ONGC officers union has also opposed the deal saying Imperial had consistently failed to live-up the targeted crude oil production.

Association of Scientific and Technical Officers (ASTO) said Imperial’s crude production was much lower than its claimed output of 12,000 barrels per day and is in no position to meet the targeted output of 25,000 bpd by 2008-end.

“Quality of deal is also questionable as the local Russian company like Rosneft has refused to be partner in the deal at this (acquisition) cost),” ASTO said in a letter to ONGC Chairman and Managing Director R S Sharma.

The deal is the first attempt by ONGC to buy a London-listed company.

When the Indian cabinet approved the proposal in August 2008, Imperial was producing oil around 7,000 bpd, targeting to increase the production to 25,000 bpd by end of 2008 and 80,000 bpd by end of 2011. The production is likely to go up to 130,000 bpd by end of 2015.
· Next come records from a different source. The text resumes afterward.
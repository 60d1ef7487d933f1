/*!
 * Paragraph translation machinery shared by the pipeline stages.
 *
 * - `fingerprint`: content keys for deduplication
 * - `cache`: the cross-job dedup cache
 * - `batch`: batch planning and the concurrent batch executor
 * - `retry`: backoff policy and the injectable sleeper
 */

pub use self::batch::{plan_batches, BatchLimits, BatchOutcome, BatchTranslator, WorkItem};
pub use self::cache::{ConflictPolicy, DedupCache, MemoryCache, PutOutcome, SqliteCache};
pub use self::fingerprint::fingerprint;
pub use self::retry::{RetryPolicy, Sleeper, TokioSleeper};

pub mod batch;
pub mod cache;
pub mod fingerprint;
pub mod retry;
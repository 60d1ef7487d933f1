/*!
 * Translation client adapters.
 *
 * Every backend implements `TranslationClient`, which translates a batch
 * of texts in one call and returns one translation per input, in order.
 * Failures are reported as `ProviderError`, whose classification decides
 * whether the batch is retried.
 *
 * - `stub`: offline deterministic backend
 * - `openai`: OpenAI-compatible chat completions endpoint
 * - `mock`: scripted behaviors for tests
 */

use anyhow::Result;
use async_trait::async_trait;
use std::fmt::Debug;
use std::sync::Arc;

use crate::app_config::{ProviderKind, TranslationConfig};
use crate::errors::ProviderError;

pub mod mock;
pub mod openai;
pub mod stub;

/// Common trait for all translation backends
#[async_trait]
pub trait TranslationClient: Send + Sync + Debug {
    /// Translate `texts` from `source_language` to `target_language`.
    ///
    /// On success the result has exactly one entry per input, in input order.
    async fn translate_batch(
        &self,
        texts: &[String],
        source_language: &str,
        target_language: &str,
    ) -> Result<Vec<String>, ProviderError>;

    /// Short backend name for logs
    fn name(&self) -> &str;
}

/// Build the configured client
pub fn create_client(config: &TranslationConfig) -> Result<Arc<dyn TranslationClient>> {
    let client: Arc<dyn TranslationClient> = match config.provider {
        ProviderKind::Stub => Arc::new(stub::StubClient::new()),
        ProviderKind::OpenAI => Arc::new(openai::OpenAIClient::from_config(config)?),
    };
    Ok(client)
}

/// Separator markers used when several texts travel in one prompt
pub mod markers {
    use crate::errors::ProviderError;

    /// Terminal marker
    pub const END: &str = "<<END>>";

    /// Marker that precedes entry `index`
    pub fn entry(index: usize) -> String {
        format!("<<ENTRY_{}>>", index)
    }

    /// Join texts into one marked-up payload
    pub fn pack(texts: &[String]) -> String {
        let mut combined = String::new();
        for (index, text) in texts.iter().enumerate() {
            combined.push_str(&entry(index));
            combined.push('\n');
            combined.push_str(text);
            combined.push('\n');
        }
        combined.push_str(END);
        combined
    }

    /// Split a marked-up reply back into `expected` texts
    pub fn unpack(reply: &str, expected: usize) -> Result<Vec<String>, ProviderError> {
        let mut texts = Vec::with_capacity(expected);
        let mut cursor = 0;

        for index in 0..expected {
            let start_marker = entry(index);
            let end_marker = if index + 1 == expected { END.to_string() } else { entry(index + 1) };

            let start = reply[cursor..]
                .find(&start_marker)
                .map(|pos| cursor + pos + start_marker.len())
                .ok_or(ProviderError::ShapeMismatch { expected, actual: index })?;
            let end = reply[start..]
                .find(&end_marker)
                .map(|pos| start + pos)
                .ok_or(ProviderError::ShapeMismatch { expected, actual: index })?;

            texts.push(reply[start..end].trim().to_string());
            cursor = end;
        }

        Ok(texts)
    }
}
Imperial had 920 million barrels of oil equivalent of 2P (proved plus probable) hydrocarbon reserves. D&M, an independent US reservoir firm had put the 3P (proved plus probable plus possible) reserves around 3.4 billion boe. 1P (proved) reserves have at least 90 per cent probability while 2P and 3P reserves have at least 50 per cent and 10 per cent probability, respectively.

Sharma had recently reasoned the Imperial buy on the 3P reserves of 3.4 billion barrels of oil equivalent.

OVL had estimated the overall acquisition cost of IEC around $3.26 per barrel. The operating cost was estimated in the rang of $6-7 per barrel on the field life basis. This is also more or less in tune with the operating cost estimated by D&M.

However, the capital cost considered by OVL is about $7.1 per barrel which higher than $5.4 per barrel considered by D&M.